En vano los maestros intentaron disuadir, primero al niño y después al perro, que no había lugar para ambos en el aula. Pasados los primeros grados, Batuque ya no se conformó con estar echado a los pies de Juan, sino que terminó disputándole la silla o trepado en su regazo, muy atento a los intríngulis de sumas y restas. Compartían el recreo y algún mendrugo o una fruta hurtada por el camino.

Cuando el padre de Juan partió a América, el perro se apegó aún más al niño. A mediados de otoño, en la mesa, frente a la sopa cotidiana, su madre anunció que ahora ellos partirían. Lo que sucedió después se acumula en la memoria de Juan con el caos del vértigo. Los preparativos, las pocas cosas que tenían y que se llevaron las resumieron en dos grandes baúles.

Poco atesora en la memoria sobre la despedida de la familia en la aldea; sí le quedó de ella un largo sacón de lana negra de su primo mayor, que le permitió mitigar el frío y envolver también a Batuque, en el viaje hacia el puerto de Goynia.

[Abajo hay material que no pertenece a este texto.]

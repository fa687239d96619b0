//! Debug telemetry sinks
//!
//! Telemetry is best effort: a failing sink never changes what the car does.

use std::collections::HashMap;
use std::sync::{Arc, Mutex};

use crate::error::TelemetryError;
use crate::intercept::Intercept;
use crate::sim::{BallPath, Team};

/// Receives per-tick debug information from a bot
pub trait TelemetrySink {
    /// Situation string changed
    fn situation(&mut self, team: Team, situation: &str) -> Result<(), TelemetryError>;

    /// Fresh ball prediction for this tick
    fn path(&mut self, team: Team, path: &BallPath) -> Result<(), TelemetryError>;

    /// Intercept chosen this tick
    fn intercept(&mut self, team: Team, intercept: &Intercept) -> Result<(), TelemetryError>;
}

/// Writes through the `log` facade
#[derive(Debug, Clone, Copy, Default)]
pub struct LogTelemetry;

impl TelemetrySink for LogTelemetry {
    fn situation(&mut self, team: Team, situation: &str) -> Result<(), TelemetryError> {
        log::info!("[{}] [Sitch] {}", team.as_str(), situation);
        Ok(())
    }

    fn path(&mut self, team: Team, path: &BallPath) -> Result<(), TelemetryError> {
        let end = path.end();
        log::trace!(
            "[{}] Ball path: {} samples every {:.4}s, ends at ({:.1}, {:.1}, {:.1}) t={:.2}",
            team.as_str(),
            path.len(),
            path.step_duration(),
            end.space.x,
            end.space.y,
            end.space.z,
            end.time
        );
        Ok(())
    }

    fn intercept(&mut self, team: Team, intercept: &Intercept) -> Result<(), TelemetryError> {
        log::trace!(
            "[{}] Intercept at ({:.1}, {:.1}, {:.1}) t={:.2}",
            team.as_str(),
            intercept.space.x,
            intercept.space.y,
            intercept.space.z,
            intercept.time
        );
        Ok(())
    }
}

/// Discards everything
#[derive(Debug, Clone, Copy, Default)]
pub struct NullTelemetry;

impl TelemetrySink for NullTelemetry {
    fn situation(&mut self, _team: Team, _situation: &str) -> Result<(), TelemetryError> {
        Ok(())
    }

    fn path(&mut self, _team: Team, _path: &BallPath) -> Result<(), TelemetryError> {
        Ok(())
    }

    fn intercept(&mut self, _team: Team, _intercept: &Intercept) -> Result<(), TelemetryError> {
        Ok(())
    }
}

/// Default per-team line capacity
pub const DEFAULT_BUFFER_CAPACITY: usize = 512;

/// Collects lines per team until drained.
///
/// Clones share one buffer, so a handle kept outside the bot can read what the bot wrote.
#[derive(Debug, Clone)]
pub struct BufferedTelemetry {
    lines: Arc<Mutex<HashMap<Team, Vec<String>>>>,
    capacity: usize,
}

impl Default for BufferedTelemetry {
    fn default() -> Self {
        Self::with_capacity(DEFAULT_BUFFER_CAPACITY)
    }
}

impl BufferedTelemetry {
    pub fn with_capacity(capacity: usize) -> Self {
        Self {
            lines: Arc::new(Mutex::new(HashMap::new())),
            capacity,
        }
    }

    fn push(&self, team: Team, line: String) -> Result<(), TelemetryError> {
        let mut lines = self.lines.lock().map_err(|_| TelemetryError::Unavailable)?;
        let team_lines = lines.entry(team).or_default();
        if team_lines.len() >= self.capacity {
            return Err(TelemetryError::BufferFull {
                capacity: self.capacity,
            });
        }
        team_lines.push(line);
        Ok(())
    }

    /// Take every line buffered for `team`
    pub fn collect(&self, team: Team) -> Vec<String> {
        match self.lines.lock() {
            Ok(mut lines) => lines.remove(&team).unwrap_or_default(),
            Err(_) => Vec::new(),
        }
    }
}

impl TelemetrySink for BufferedTelemetry {
    fn situation(&mut self, team: Team, situation: &str) -> Result<(), TelemetryError> {
        self.push(team, format!("[Sitch] {situation}"))
    }

    fn path(&mut self, team: Team, path: &BallPath) -> Result<(), TelemetryError> {
        let end = path.end();
        self.push(team, format!("[Path] {} samples until t={:.2}", path.len(), end.time))
    }

    fn intercept(&mut self, team: Team, intercept: &Intercept) -> Result<(), TelemetryError> {
        self.push(
            team,
            format!(
                "[Intercept] ({:.1}, {:.1}, {:.1}) t={:.2}",
                intercept.space.x, intercept.space.y, intercept.space.z, intercept.time
            ),
        )
    }
}
use crate::output::ControlOutput;
use crate::planning::context::TickContext;

/// Roof counts as upright above this
const UPRIGHT_ROOF_Z: f32 = 0.98;
const ROTATION_GAIN: f32 = 2.0;

/// Rolls and pitches the roof toward the sky until the wheels touch down
#[derive(Debug, Clone, Default)]
pub struct LandGracefullyStep;

impl LandGracefullyStep {
    pub fn new() -> Self {
        Self
    }

    pub(super) fn poll(&mut self, ctx: &TickContext) -> Option<ControlOutput> {
        let car = &ctx.car;
        if car.has_wheel_contact {
            return None;
        }

        let orientation = &car.orientation;
        if orientation.roof.z > UPRIGHT_ROOF_Z {
            return Some(ControlOutput::new().with_throttle(1.0));
        }

        // Nose up pitches down; right side low rolls left
        Some(
            ControlOutput::new()
                .with_throttle(1.0)
                .with_pitch(-orientation.nose.z * ROTATION_GAIN)
                .with_roll(orientation.right().z * ROTATION_GAIN),
        )
    }
}

#[cfg(test)]
mod tests {
    use super::*;
    use crate::planning::context::fixture::Fixture;
    use crate::sim::CarOrientation;
    use glam::Vec3;

    fn fixture() -> Fixture {
        Fixture::new(Vec3::new(0.0, 0.0, 10.0), Vec3::new(0.0, 50.0, 1.8555), Vec3::ZERO)
    }

    #[test]
    fn test_done_on_wheel_contact() {
        let fixture = fixture();
        assert!(LandGracefullyStep::new().poll(&fixture.ctx()).is_none());
    }

    #[test]
    fn test_rolls_upright() {
        let mut fixture = fixture();
        fixture.car.has_wheel_contact = false;
        // Facing +y and rolled 90 degrees right: roof along +x, right side down
        fixture.car.orientation = CarOrientation {
            nose: Vec3::Y,
            roof: Vec3::X,
        };
        let output = LandGracefullyStep::new().poll(&fixture.ctx()).unwrap();
        assert!(output.roll < 0.0);
        assert_eq!(output.pitch, 0.0);
    }

    #[test]
    fn test_pitches_nose_down() {
        let mut fixture = fixture();
        fixture.car.has_wheel_contact = false;
        fixture.car.orientation = CarOrientation {
            nose: Vec3::new(0.0, 0.6, 0.8),
            roof: Vec3::new(0.0, -0.8, 0.6),
        };
        let output = LandGracefullyStep::new().poll(&fixture.ctx()).unwrap();
        assert!(output.pitch < 0.0);
        assert!(output.roll.abs() < 1e-5);
    }
}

Su madre le explicó a punto de embarcar que no podría llevar al perro, Juan se aferró con desesperación al cuerpo caliente del animal. Todavía hoy tiene la imagen de la cara del hombre que se lo arrebató; en la memoria y casi sesenta años después le duelen los brazos, los gritos y le vienen las lágrimas como entonces al evocar aquel forcejeo. Entre dos marineros lo cargaron en cubierta. Vio como Batuque se liberó y corrió por el muelle tratando de alcanzar la nave que se movía con lentitud. Corrió impelido por la angustia hacia la popa, lo llamó varias veces y el perro en medio de sus ladridos buscaba con ahínco el camino hacia el barco. Esa es la última imagen.

En la larga travesía, Juan recorrió todos los vericuetos del buque con la secreta esperanza de hallarlo. En Buenos Aires su padre los esperaba y emprendieron el viaje en tren hacia la colonia. No compartió la alegría de sus hermanos y de sus padres aquella Nochebuena, miraba constantemente sus manos, el piso, el regazo. Unos minutos antes de la medianoche, se levantó, hurgó en uno de los baúles y apareció con el abrigo de lana negro hecho un ovillo entre sus brazos, se sentó y se abrazó a él mientras la noche reventaba de cohetes y de ausencia.